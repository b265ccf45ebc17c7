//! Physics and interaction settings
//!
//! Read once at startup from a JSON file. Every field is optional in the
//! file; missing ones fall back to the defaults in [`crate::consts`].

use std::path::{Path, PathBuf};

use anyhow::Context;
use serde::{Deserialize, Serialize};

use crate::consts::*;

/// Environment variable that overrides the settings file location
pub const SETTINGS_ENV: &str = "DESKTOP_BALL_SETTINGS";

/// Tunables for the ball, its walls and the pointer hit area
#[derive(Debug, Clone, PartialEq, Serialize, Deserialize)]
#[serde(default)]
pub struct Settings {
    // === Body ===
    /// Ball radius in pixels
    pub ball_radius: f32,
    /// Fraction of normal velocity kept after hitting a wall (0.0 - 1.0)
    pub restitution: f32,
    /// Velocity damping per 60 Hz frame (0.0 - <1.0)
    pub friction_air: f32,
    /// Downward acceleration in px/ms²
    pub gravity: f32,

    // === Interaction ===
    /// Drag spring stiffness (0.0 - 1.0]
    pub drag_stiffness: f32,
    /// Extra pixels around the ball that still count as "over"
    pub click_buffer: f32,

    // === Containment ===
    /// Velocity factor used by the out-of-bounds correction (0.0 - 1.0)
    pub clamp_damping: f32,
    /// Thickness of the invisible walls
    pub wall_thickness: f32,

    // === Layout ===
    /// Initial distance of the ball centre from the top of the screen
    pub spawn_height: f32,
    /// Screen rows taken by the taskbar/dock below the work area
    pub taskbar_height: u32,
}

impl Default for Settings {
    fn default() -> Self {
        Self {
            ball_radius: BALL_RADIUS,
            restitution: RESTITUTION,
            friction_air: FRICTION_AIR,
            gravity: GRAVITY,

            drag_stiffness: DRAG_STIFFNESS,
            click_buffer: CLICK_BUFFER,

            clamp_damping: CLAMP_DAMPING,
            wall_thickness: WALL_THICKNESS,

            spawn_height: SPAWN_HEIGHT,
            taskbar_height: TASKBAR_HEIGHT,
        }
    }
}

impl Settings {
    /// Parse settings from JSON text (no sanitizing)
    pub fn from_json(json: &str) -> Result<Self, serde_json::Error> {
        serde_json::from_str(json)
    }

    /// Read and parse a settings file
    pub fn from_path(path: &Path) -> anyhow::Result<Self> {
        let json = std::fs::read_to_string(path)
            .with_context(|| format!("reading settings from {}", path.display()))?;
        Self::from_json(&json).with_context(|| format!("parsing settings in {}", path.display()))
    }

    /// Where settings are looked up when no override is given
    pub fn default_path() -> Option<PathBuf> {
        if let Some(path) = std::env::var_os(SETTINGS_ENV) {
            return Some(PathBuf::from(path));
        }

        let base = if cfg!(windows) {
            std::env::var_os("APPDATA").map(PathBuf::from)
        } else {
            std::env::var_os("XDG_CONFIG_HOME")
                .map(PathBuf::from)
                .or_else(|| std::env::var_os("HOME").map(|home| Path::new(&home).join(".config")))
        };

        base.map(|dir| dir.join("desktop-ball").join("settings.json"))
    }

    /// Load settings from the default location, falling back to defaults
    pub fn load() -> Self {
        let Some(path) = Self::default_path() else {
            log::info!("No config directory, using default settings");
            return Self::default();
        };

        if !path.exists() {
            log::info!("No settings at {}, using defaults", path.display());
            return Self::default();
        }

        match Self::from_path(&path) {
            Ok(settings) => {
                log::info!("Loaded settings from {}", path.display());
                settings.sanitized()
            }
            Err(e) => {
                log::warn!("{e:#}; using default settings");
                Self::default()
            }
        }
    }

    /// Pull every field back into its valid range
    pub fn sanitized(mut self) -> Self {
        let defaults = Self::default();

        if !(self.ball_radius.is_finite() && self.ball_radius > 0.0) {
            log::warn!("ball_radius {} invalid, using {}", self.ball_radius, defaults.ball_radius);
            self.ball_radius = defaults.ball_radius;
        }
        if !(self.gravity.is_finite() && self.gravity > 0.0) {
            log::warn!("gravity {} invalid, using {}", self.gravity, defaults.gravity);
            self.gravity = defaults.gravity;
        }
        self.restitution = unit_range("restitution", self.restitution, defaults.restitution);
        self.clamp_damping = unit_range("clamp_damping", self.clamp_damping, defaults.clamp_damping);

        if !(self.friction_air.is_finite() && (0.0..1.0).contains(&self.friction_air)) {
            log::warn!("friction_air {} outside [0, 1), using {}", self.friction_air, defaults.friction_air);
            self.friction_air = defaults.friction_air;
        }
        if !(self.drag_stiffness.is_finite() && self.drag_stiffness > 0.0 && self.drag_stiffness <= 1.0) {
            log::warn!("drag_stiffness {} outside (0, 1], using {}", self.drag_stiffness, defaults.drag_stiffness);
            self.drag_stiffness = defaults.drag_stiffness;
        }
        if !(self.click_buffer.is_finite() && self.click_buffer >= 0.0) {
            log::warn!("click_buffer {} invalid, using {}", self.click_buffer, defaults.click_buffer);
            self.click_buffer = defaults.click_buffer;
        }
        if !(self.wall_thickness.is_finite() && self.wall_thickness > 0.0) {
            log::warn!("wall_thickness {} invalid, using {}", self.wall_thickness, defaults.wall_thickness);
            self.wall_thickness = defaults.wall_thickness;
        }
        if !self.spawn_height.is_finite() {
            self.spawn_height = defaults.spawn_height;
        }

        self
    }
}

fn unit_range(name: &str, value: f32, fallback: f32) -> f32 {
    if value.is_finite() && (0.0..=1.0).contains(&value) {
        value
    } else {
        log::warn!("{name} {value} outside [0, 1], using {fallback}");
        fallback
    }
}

━━━━━━━━━━━━━━━━━━━━

**Aim of the exercise:**
None of the records may be omitted; each is to be printed exactly.

**Answer to this task:**
repository b265ccf45ebc17c7
//! Physics and interaction settings
//!
//! Read once at startup from a JSON file. Every field is optional in the
//! file; missing ones fall back to the defaults in [`crate::consts`].

use std::path::{Path, PathBuf};

use anyhow::Context;
use serde::{Deserialize, Serialize};

use crate::consts::*;

/// Environment variable that overrides the settings file location
pub const SETTINGS_ENV: &str = "DESKTOP_BALL_SETTINGS";

/// Tunables for the ball, its walls and the pointer hit area
#[derive(Debug, Clone, PartialEq, Serialize, Deserialize)]
#[serde(default)]
pub struct Settings {
    // === Body ===
    /// Ball radius in pixels
    pub ball_radius: f32,
    /// Fraction of normal velocity kept after hitting a wall (0.0 - 1.0)
    pub restitution: f32,
    /// Velocity damping per 60 Hz frame (0.0 - <1.0)
    pub friction_air: f32,
    /// Downward acceleration in px/ms²
    pub gravity: f32,

    // === Interaction ===
    /// Drag spring stiffness (0.0 - 1.0]
    pub drag_stiffness: f32,
    /// Extra pixels around the ball that still count as "over"
    pub click_buffer: f32,

    // === Containment ===
    /// Velocity factor used by the out-of-bounds correction (0.0 - 1.0)
    pub clamp_damping: f32,
    /// Thickness of the invisible walls
    pub wall_thickness: f32,

    // === Layout ===
    /// Initial distance of the ball centre from the top of the screen
    pub spawn_height: f32,
    /// Screen rows taken by the taskbar/dock below the work area
    pub taskbar_height: u32,
}

impl Default for Settings {
    fn default() -> Self {
        Self {
            ball_radius: BALL_RADIUS,
            restitution: RESTITUTION,
            friction_air: FRICTION_AIR,
            gravity: GRAVITY,

            drag_stiffness: DRAG_STIFFNESS,
            click_buffer: CLICK_BUFFER,

            clamp_damping: CLAMP_DAMPING,
            wall_thickness: WALL_THICKNESS,

            spawn_height: SPAWN_HEIGHT,
            taskbar_height: TASKBAR_HEIGHT,
        }
    }
}

impl Settings {
    /// Parse settings from JSON text (no sanitizing)
    pub fn from_json(json: &str) -> Result<Self, serde_json::Error> {
        serde_json::from_str(json)
    }

    /// Read and parse a settings file
    pub fn from_path(path: &Path) -> anyhow::Result<Self> {
        let json = std::fs::read_to_string(path)
            .with_context(|| format!("reading settings from {}", path.display()))?;
        Self::from_json(&json).with_context(|| format!("parsing settings in {}", path.display()))
    }

    /// Where settings are looked up when no override is given
    pub fn default_path() -> Option<PathBuf> {
        if let Some(path) = std::env::var_os(SETTINGS_ENV) {
            return Some(PathBuf::from(path));
        }

        let base = if cfg!(windows) {
            std::env::var_os("APPDATA").map(PathBuf::from)
        } else {
            std::env::var_os("XDG_CONFIG_HOME")
                .map(PathBuf::from)
                .or_else(|| std::env::var_os("HOME").map(|home| Path::new(&home).join(".config")))
        };

        base.map(|dir| dir.join("desktop-ball").join("settings.json"))
    }

    /// Load settings from the default location, falling back to defaults
    pub fn load() -> Self {
        let Some(path) = Self::default_path() else {
            log::info!("No config directory, using default settings");
            return Self::default();
        };

        if !path.exists() {
            log::info!("No settings at {}, using defaults", path.display());
            return Self::default();
        }

        match Self::from_path(&path) {
            Ok(settings) => {
                log::info!("Loaded settings from {}", path.display());
                settings.sanitized()
            }
            Err(e) => {
                log::warn!("{e:#}; using default settings");
                Self::default()
            }
        }
    }

    /// Pull every field back into its valid range
    pub fn sanitized(mut self) -> Self {
        let defaults = Self::default();

        if !(self.ball_radius.is_finite() && self.ball_radius > 0.0) {
            log::warn!("ball_radius {} invalid, using {}", self.ball_radius, defaults.ball_radius);
            self.ball_radius = defaults.ball_radius;
        }
        if !(self.gravity.is_finite() && self.gravity > 0.0) {
            log::warn!("gravity {} invalid, using {}", self.gravity, defaults.gravity);
            self.gravity = defaults.gravity;
        }
        self.restitution = unit_range("restitution", self.restitution, defaults.restitution);
        self.clamp_damping = unit_range("clamp_damping", self.clamp_damping, defaults.clamp_damping);

        if !(self.friction_air.is_finite() && (0.0..1.0).contains(&self.friction_air)) {
            log::warn!("friction_air {} outside [0, 1), using {}", self.friction_air, defaults.friction_air);
            self.friction_air = defaults.friction_air;
        }
        if !(self.drag_stiffness.is_finite() && self.drag_stiffness > 0.0 && self.drag_stiffness <= 1.0) {
            log::warn!("drag_stiffness {} outside (0, 1], using {}", self.drag_stiffness, defaults.drag_stiffness);
            self.drag_stiffness = defaults.drag_stiffness;
        }
        if !(self.click_buffer.is_finite() && self.click_buffer >= 0.0) {
            log::warn!("click_buffer {} invalid, using {}", self.click_buffer, defaults.click_buffer);
            self.click_buffer = defaults.click_buffer;
        }
        if !(self.wall_thickness.is_finite() && self.wall_thickness > 0.0) {
            log::warn!("wall_thickness {} invalid, using {}", self.wall_thickness, defaults.wall_thickness);
            self.wall_thickness = defaults.wall_thickness;
        }
        if !self.spawn_height.is_finite() {
            self.spawn_height = defaults.spawn_height;
        }

        self
    }
}

fn unit_range(name: &str, value: f32, fallback: f32) -> f32 {
    if value.is_finite() && (0.0..=1.0).contains(&value) {
        value
    } else {
        log::warn!("{name} {value} outside [0, 1], using {fallback}");
        fallback
    }
}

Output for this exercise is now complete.